I am interested in the cultural questions, and hope we can address them using science. For instance, these rituals are certainly very powerful in their effect on these people. Whether that is due to their ignorance or not, there is something to be said for a system of belief that is so compelling to people that they devote so much time and resources to it. IMO, if we are to truly deal with such questions and apply science to solving them, we must focus on understanding the psychology and sociology behind these behaviors and attempt to provide reason-based alternatives to satisfy any emotional needs in ourselves that need satisfying.

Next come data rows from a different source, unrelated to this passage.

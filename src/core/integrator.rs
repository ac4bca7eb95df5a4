// Energy integration over an ordered sample sequence

use crate::core::constants::JOULES_PER_KWH;
use crate::core::error::{Result, TwinError};
use crate::core::format::PowerSample;

/// Total energy in joules by left Riemann sum.
///
/// Each sample's power is held until the next timestamp, so the last sample
/// only closes the final interval. Zero-length intervals contribute nothing;
/// a negative interval is rejected rather than silently subtracted.
pub fn integrate_energy_joules(samples: &[PowerSample]) -> Result<f64> {
    if samples.len() < 2 {
        return Err(TwinError::InsufficientSamples {
            found: samples.len(),
        });
    }

    let mut total_joules = 0.0;
    for (index, pair) in samples.windows(2).enumerate() {
        let dt = pair[1].time_s - pair[0].time_s;
        if dt < 0.0 {
            return Err(TwinError::NonMonotonic { index, dt });
        }
        total_joules += pair[0].power_w * dt;
    }

    Ok(total_joules)
}

pub fn integrate_energy_kwh(samples: &[PowerSample]) -> Result<f64> {
    Ok(integrate_energy_joules(samples)? / JOULES_PER_KWH)
}
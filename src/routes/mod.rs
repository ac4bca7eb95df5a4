pub mod info_routes;
pub mod twin_routes;
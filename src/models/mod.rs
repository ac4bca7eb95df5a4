pub mod service_model;
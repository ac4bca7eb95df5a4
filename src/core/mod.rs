// Trace-to-artifact pipeline

pub mod builder;
pub mod compression;
pub mod constants;
pub mod error;
pub mod format;
pub mod integrator;
pub mod metadata;
pub mod reader;
pub mod units;
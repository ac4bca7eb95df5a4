// Decoding of compressed trace files

use crate::core::constants::TraceEncoding;
use crate::core::error::{Result, TwinError};
use flate2::read::GzDecoder;
use std::io::Read;

pub fn decompress(data: &[u8], encoding: TraceEncoding) -> Result<Vec<u8>> {
    match encoding {
        TraceEncoding::Plain => Ok(data.to_vec()),

        TraceEncoding::Gzip => {
            let mut decoder = GzDecoder::new(data);
            let mut decompressed = Vec::new();
            decoder
                .read_to_end(&mut decompressed)
                .map_err(|e| TwinError::DecompressionFailed(format!("Gzip: {}", e)))?;
            Ok(decompressed)
        }

        #[cfg(feature = "zstd")]
        TraceEncoding::Zstd => zstd::decode_all(data)
            .map_err(|e| TwinError::DecompressionFailed(format!("Zstd: {}", e))),

        #[cfg(not(feature = "zstd"))]
        TraceEncoding::Zstd => Err(TwinError::UnsupportedCompression("zstd")),
    }
}

/// Detects the encoding from magic bytes and returns plain trace bytes.
pub fn decode_trace(data: &[u8]) -> Result<Vec<u8>> {
    decompress(data, TraceEncoding::detect(data))
}

#[cfg(test)]
mod tests {
    use super::*;

    #[test]
    fn test_decompress_plain() {
        let data = b"time_s,power_w\n0,1\n";
        let result = decode_trace(data).unwrap();
        assert_eq!(result, data);
    }

    #[test]
    fn test_decompress_gzip() {
        use flate2::write::GzEncoder;
        use flate2::Compression;
        use std::io::Write;

        let original = b"time_s,power_w\n0.0,80\n0.01,95\n";
        let mut encoder = GzEncoder::new(Vec::new(), Compression::default());
        encoder.write_all(original).unwrap();
        let compressed = encoder.finish().unwrap();

        assert_eq!(TraceEncoding::detect(&compressed), TraceEncoding::Gzip);
        let decompressed = decode_trace(&compressed).unwrap();
        assert_eq!(decompressed, original);
    }

    #[test]
    fn test_truncated_gzip_fails() {
        let data = [0x1f, 0x8b, 0x08];
        let err = decode_trace(&data).unwrap_err();
        assert!(matches!(err, TwinError::DecompressionFailed(_)));
    }

    #[cfg(feature = "zstd")]
    #[test]
    fn test_decompress_zstd() {
        let original = b"time_s,power_w\n0.0,80\n";
        let compressed = zstd::encode_all(&original[..], 0).unwrap();

        assert_eq!(TraceEncoding::detect(&compressed), TraceEncoding::Zstd);
        assert_eq!(decode_trace(&compressed).unwrap(), original);
    }
}
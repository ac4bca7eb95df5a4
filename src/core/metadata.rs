// Normalization of free-form key=value annotations

use serde::{Deserialize, Serialize};
use std::collections::BTreeMap;

/// A typed annotation value.
#[derive(Debug, Clone, PartialEq, Serialize, Deserialize)]
#[serde(untagged)]
pub enum MetaValue {
    Integer(i64),
    Float(f64),
    Text(String),
}

pub type Metadata = BTreeMap<String, MetaValue>;

/// Classifies an already-trimmed value.
///
/// Only plain decimal literals are coerced: ASCII digits with at most one `.`.
/// Anything else, including signs and exponents, stays text. A literal that
/// fails to coerce (an integer wider than `i64`) also stays text.
pub fn classify_value(value: &str) -> MetaValue {
    let digits = value.chars().filter(|c| c.is_ascii_digit()).count();
    let dots = value.chars().filter(|&c| c == '.').count();
    let numeric = digits > 0 && dots <= 1 && digits + dots == value.chars().count();

    if numeric {
        if dots == 1 {
            if let Ok(f) = value.parse::<f64>() {
                return MetaValue::Float(f);
            }
        } else if let Ok(i) = value.parse::<i64>() {
            return MetaValue::Integer(i);
        }
    }

    MetaValue::Text(value.to_string())
}

/// Parses `key=value` entries. Entries without `=` are dropped, later keys win.
pub fn parse_metadata<I, S>(entries: I) -> Metadata
where
    I: IntoIterator<Item = S>,
    S: AsRef<str>,
{
    let mut metadata = Metadata::new();

    for entry in entries {
        let Some((key, value)) = entry.as_ref().split_once('=') else {
            continue;
        };
        metadata.insert(key.trim().to_string(), classify_value(value.trim()));
    }

    metadata
}
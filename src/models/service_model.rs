use serde::{Deserialize, Serialize};

#[derive(Debug, Clone, Serialize, Deserialize)]
pub struct ServiceConfig {
    pub name: String,
    pub id: String,
    pub version: String,
    pub description: String,
    pub connection: Connection,
    #[serde(default)]
    pub defaults: TwinDefaults,
    #[serde(default)]
    pub limits: Limits,
}

#[derive(Debug, Clone, Serialize, Deserialize)]
pub struct Connection {
    pub ip: String,
    pub port: u16,
}

/// Identity used when a request leaves chip or workload unset.
#[derive(Debug, Clone, Serialize, Deserialize)]
pub struct TwinDefaults {
    pub chip_id: String,
    pub workload_id: String,
}

impl Default for TwinDefaults {
    fn default() -> Self {
        Self {
            chip_id: "unknown-chip".to_string(),
            workload_id: "unknown-workload".to_string(),
        }
    }
}

#[derive(Debug, Clone, Serialize, Deserialize)]
pub struct Limits {
    pub max_trace_bytes: usize,
}

impl Default for Limits {
    fn default() -> Self {
        // 10 MiB, same as the upload cap of the web front end
        Self {
            max_trace_bytes: 10 * 1024 * 1024,
        }
    }
}
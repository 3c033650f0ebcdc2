use crate::api_client::{AnswerResponse, AskError};
use tracing::debug;

/// Identifies one submission. Tickets increase monotonically, so the most
/// recent submission always holds the largest one.
#[derive(Debug, Clone, Copy, PartialEq, Eq, PartialOrd, Ord, Hash)]
pub struct Ticket(u64);

impl Ticket {
    pub fn value(self) -> u64 {
        self.0
    }
}

/// What applying a settled submission did to the state
#[derive(Debug, Clone, Copy, PartialEq, Eq)]
pub enum Settled {
    /// The latest submission came back with a parseable body
    Answered,
    /// The latest submission failed; the previous answer is kept
    Failed,
    /// An older submission came back after a newer one was issued and was dropped
    Stale,
}

/// UI state owned by the root view.
///
/// Query, answer and loading mirror the form; `error` and the ticket counter
/// make failures visible and keep late responses from overwriting newer ones.
#[derive(Debug, Default)]
pub struct AskState {
    query: String,
    answer: Option<String>,
    loading: bool,
    error: Option<String>,
    latest: u64,
}

impl AskState {
    pub fn new() -> Self {
        Self::default()
    }

    pub fn query(&self) -> &str {
        &self.query
    }

    pub fn set_query(&mut self, query: impl Into<String>) {
        self.query = query.into();
    }

    pub fn answer(&self) -> Option<&str> {
        self.answer.as_deref()
    }

    pub fn is_loading(&self) -> bool {
        self.loading
    }

    pub fn error(&self) -> Option<&str> {
        self.error.as_deref()
    }

    /// Ticket of the most recent submission, if any was made
    pub fn latest_ticket(&self) -> Option<Ticket> {
        (self.latest > 0).then_some(Ticket(self.latest))
    }

    /// Mark a new submission as in flight and hand out its ticket.
    ///
    /// Busy is advisory: calling this while loading simply supersedes the
    /// outstanding submission.
    pub fn begin_submission(&mut self) -> Ticket {
        self.latest += 1;
        self.loading = true;
        self.error = None;
        Ticket(self.latest)
    }

    /// Apply the outcome of a finished submission.
    pub fn settle(
        &mut self,
        ticket: Ticket,
        outcome: Result<AnswerResponse, AskError>,
    ) -> Settled {
        if ticket.0 != self.latest {
            debug!(
                target: "state",
                "Dropping stale result for ticket {} (latest is {})",
                ticket.0,
                self.latest
            );
            return Settled::Stale;
        }

        self.loading = false;
        match outcome {
            Ok(response) => {
                self.answer = response.answer;
                Settled::Answered
            }
            Err(e) => {
                self.error = Some(e.to_string());
                Settled::Failed
            }
        }
    }
}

But that having said, let me comment a bit on why I think the people here have no intentions of doing science.

This is a fishing expedition of the worst kind.

There will be one 11-day ritual: "The ritual to invoke the god of fire, to be held from April 4 to 14, will be conducted by 18 priests led by the head priest " This is essentially one experiment, with no controls and a sample size of 1.

Now, just read what the scientists will be working on:
Quote:1. the impact of Vedic chants and the fire ritual on the atmosphere
2. explore the "scientific implications on nature, mankind and all other living creatures", the scientist said in a statement.
3. "chanting of mantras and the worshipping of Agni with medicinal herbs energise and protect the environment".
4. conduct "elaborate experiments in the areas of atmospheric changes in temperature, humidity and pressure level during the ritual".
5. "Studies will be conducted on the implications on micro-organisms in the soil and variation in the yield from plants and animals,"
6. "physiological and psychological effects on human beings, especially on those who meditate or are under medication ..."
7. training a team of young Vedic priests to chant the mantras in the right pitch for the maximum positive impact on those present at the ritual and on the environment".
8. "We want to find out whether it brings rain and increases the yield of the soil and milch cattle, which will be exposed to chanting," Sivakaran said.
9. training a team of young Vedic priests to chant the mantras in the right pitch for the maximum positive impact on those present at the ritual and on the environment".
10. chanting in the right tone can produce sound waves and sonic vibrations of high potential that charge the atmosphere with positive energy.
11. "Also, the sound waves, by enveloping the atmosphere, impact the surroundings positively. Hence, this is an effective tool for preservation of environment,
12. "Listening to Vedic mantras has a profound impact on the expecting mother`s emotions.... It helps a mother establish communication between the mother and the child."

Do these fools realize how much work and time real science takes?

I did find it amusing that some of the claims in the article are designed to be plausible, intended to convince the reader that the outrageous claims are not so absurd. For example yes chanting something in a certain monotone over and over again, or being exposed to such chanting, while allowing oneself to be taken away by fantasy, can have a profound impact on one's emotions, even if one is not an "expecting mother". But in what way can such subjective self-delusion "establish communication between the mother and the child"?
"Fossil rabbits in the Precambrian"
~ J.B.S.Haldane, on being asked to falsify evolution.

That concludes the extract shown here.